Set the records down once more so that they match the source word for word.

Items from a data source
────────────────────────────────────────
#![deny(missing_docs)]
//! Shared logging utilities for the offload workspace.
//!
//! This crate provides the `offload_*` logging macros used by the worker and
//! the coordinator, logger initialization for binaries, a minimal test
//! initializer, and [`TimedSection`] for measuring a scope.

use std::fs::File;
use std::path::Path;
use std::time::{Duration, Instant};

use log::LevelFilter;
use simplelog::{
    ColorChoice, CombinedLogger, Config, ConfigBuilder, SharedLogger, TermLogger, TerminalMode,
    WriteLogger,
};

/// Logs a trace-level message using the global logging facade.
#[macro_export]
macro_rules! offload_trace {
    ($($arg:tt)*) => {{
        log::trace!($($arg)*);
    }};
}

/// Logs an info-level message using the global logging facade.
#[macro_export]
macro_rules! offload_info {
    ($($arg:tt)*) => {{
        log::info!($($arg)*);
    }};
}

/// Logs a debug-level message using the global logging facade.
#[macro_export]
macro_rules! offload_debug {
    ($($arg:tt)*) => {{
        log::debug!($($arg)*);
    }};
}

/// Logs a warn-level message using the global logging facade.
#[macro_export]
macro_rules! offload_warn {
    ($($arg:tt)*) => {{
        log::warn!($($arg)*);
    }};
}

/// Logs an error-level message using the global logging facade.
#[macro_export]
macro_rules! offload_error {
    ($($arg:tt)*) => {{
        log::error!($($arg)*);
    }};
}

/// Initializes the global logger for a binary.
///
/// Always logs to the terminal; when `log_file` is given, the same records
/// are also written to that file. A file that cannot be created is reported
/// on stderr and skipped. Safely no-ops if a logger is already installed.
pub fn initialize(level: LevelFilter, log_file: Option<&Path>) {
    let config = build_config();
    let mut loggers: Vec<Box<dyn SharedLogger>> = vec![TermLogger::new(
        level,
        config.clone(),
        TerminalMode::Stderr,
        ColorChoice::Auto,
    )];

    if let Some(path) = log_file {
        match File::create(path) {
            Ok(file) => loggers.push(WriteLogger::new(level, config, file)),
            Err(err) => eprintln!("Warning: Could not create log file at {:?}: {}", path, err),
        }
    }

    let _ = CombinedLogger::init(loggers);
}

fn build_config() -> Config {
    ConfigBuilder::new()
        .set_time_format_rfc3339()
        .set_target_level(LevelFilter::Error)
        .set_thread_level(LevelFilter::Debug)
        .build()
}

/// Initializes a simple terminal logger for use in unit tests.
///
/// This safely no-ops if another logger has already been initialized.
pub fn initialize_for_tests() {
    // Use debug level in debug builds, info in release builds.
    let level = if cfg!(debug_assertions) {
        LevelFilter::Debug
    } else {
        LevelFilter::Info
    };

    // Ignore the error if a logger was already set by another test.
    let _ = CombinedLogger::init(vec![TermLogger::new(
        level,
        Config::default(),
        TerminalMode::Mixed,
        ColorChoice::Auto,
    )]);
}

/// Measures the time spent in a scope and logs it at debug level on drop.
///
/// Call [`TimedSection::finish`] to read the elapsed time instead of only
/// logging it.
pub struct TimedSection {
    label: &'static str,
    started: Instant,
    reported: bool,
}

impl TimedSection {
    /// Starts measuring a section identified by `label`.
    pub fn start(label: &'static str) -> Self {
        Self {
            label,
            started: Instant::now(),
            reported: false,
        }
    }

    /// Time elapsed since the section started.
    pub fn elapsed(&self) -> Duration {
        self.started.elapsed()
    }

    /// Ends the section, logs it, and returns the elapsed time.
    pub fn finish(mut self) -> Duration {
        let elapsed = self.elapsed();
        self.report(elapsed);
        elapsed
    }

    fn report(&mut self, elapsed: Duration) {
        if !self.reported {
            self.reported = true;
            log::debug!("{} took {:.3} ms", self.label, elapsed.as_secs_f64() * 1000.0);
        }
    }
}

impl Drop for TimedSection {
    fn drop(&mut self) {
        let elapsed = self.elapsed();
        self.report(elapsed);
    }
}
────────────────────────────────────────
Output of the exercise:
#![deny(missing_docs)]
//! Shared logging utilities for the offload workspace.
//!
//! This crate provides the `offload_*` logging macros used by the worker and
//! the coordinator, logger initialization for binaries, a minimal test
//! initializer, and [`TimedSection`] for measuring a scope.

use std::fs::File;
use std::path::Path;
use std::time::{Duration, Instant};

use log::LevelFilter;
use simplelog::{
    ColorChoice, CombinedLogger, Config, ConfigBuilder, SharedLogger, TermLogger, TerminalMode,
    WriteLogger,
};

/// Logs a trace-level message using the global logging facade.
#[macro_export]
macro_rules! offload_trace {
    ($($arg:tt)*) => {{
        log::trace!($($arg)*);
    }};
}

/// Logs an info-level message using the global logging facade.
#[macro_export]
macro_rules! offload_info {
    ($($arg:tt)*) => {{
        log::info!($($arg)*);
    }};
}

/// Logs a debug-level message using the global logging facade.
#[macro_export]
macro_rules! offload_debug {
    ($($arg:tt)*) => {{
        log::debug!($($arg)*);
    }};
}

/// Logs a warn-level message using the global logging facade.
#[macro_export]
macro_rules! offload_warn {
    ($($arg:tt)*) => {{
        log::warn!($($arg)*);
    }};
}

/// Logs an error-level message using the global logging facade.
#[macro_export]
macro_rules! offload_error {
    ($($arg:tt)*) => {{
        log::error!($($arg)*);
    }};
}

/// Initializes the global logger for a binary.
///
/// Always logs to the terminal; when `log_file` is given, the same records
/// are also written to that file. A file that cannot be created is reported
/// on stderr and skipped. Safely no-ops if a logger is already installed.
pub fn initialize(level: LevelFilter, log_file: Option<&Path>) {
    let config = build_config();
    let mut loggers: Vec<Box<dyn SharedLogger>> = vec![TermLogger::new(
        level,
        config.clone(),
        TerminalMode::Stderr,
        ColorChoice::Auto,
    )];

    if let Some(path) = log_file {
        match File::create(path) {
            Ok(file) => loggers.push(WriteLogger::new(level, config, file)),
            Err(err) => eprintln!("Warning: Could not create log file at {:?}: {}", path, err),
        }
    }

    let _ = CombinedLogger::init(loggers);
}

fn build_config() -> Config {
    ConfigBuilder::new()
        .set_time_format_rfc3339()
        .set_target_level(LevelFilter::Error)
        .set_thread_level(LevelFilter::Debug)
        .build()
}

/// Initializes a simple terminal logger for use in unit tests.
///
/// This safely no-ops if another logger has already been initialized.
pub fn initialize_for_tests() {
    // Use debug level in debug builds, info in release builds.
    let level = if cfg!(debug_assertions) {
        LevelFilter::Debug
    } else {
        LevelFilter::Info
    };

    // Ignore the error if a logger was already set by another test.
    let _ = CombinedLogger::init(vec![TermLogger::new(
        level,
        Config::default(),
        TerminalMode::Mixed,
        ColorChoice::Auto,
    )]);
}

/// Measures the time spent in a scope and logs it at debug level on drop.
///
/// Call [`TimedSection::finish`] to read the elapsed time instead of only
/// logging it.
pub struct TimedSection {
    label: &'static str,
    started: Instant,
    reported: bool,
}

impl TimedSection {
    /// Starts measuring a section identified by `label`.
    pub fn start(label: &'static str) -> Self {
        Self {
            label,
            started: Instant::now(),
            reported: false,
        }
    }

    /// Time elapsed since the section started.
    pub fn elapsed(&self) -> Duration {
        self.started.elapsed()
    }

    /// Ends the section, logs it, and returns the elapsed time.
    pub fn finish(mut self) -> Duration {
        let elapsed = self.elapsed();
        self.report(elapsed);
        elapsed
    }

    fn report(&mut self, elapsed: Duration) {
        if !self.reported {
            self.reported = true;
            log::debug!("{} took {:.3} ms", self.label, elapsed.as_secs_f64() * 1000.0);
        }
    }
}

impl Drop for TimedSection {
    fn drop(&mut self) {
        let elapsed = self.elapsed();
        self.report(elapsed);
    }
}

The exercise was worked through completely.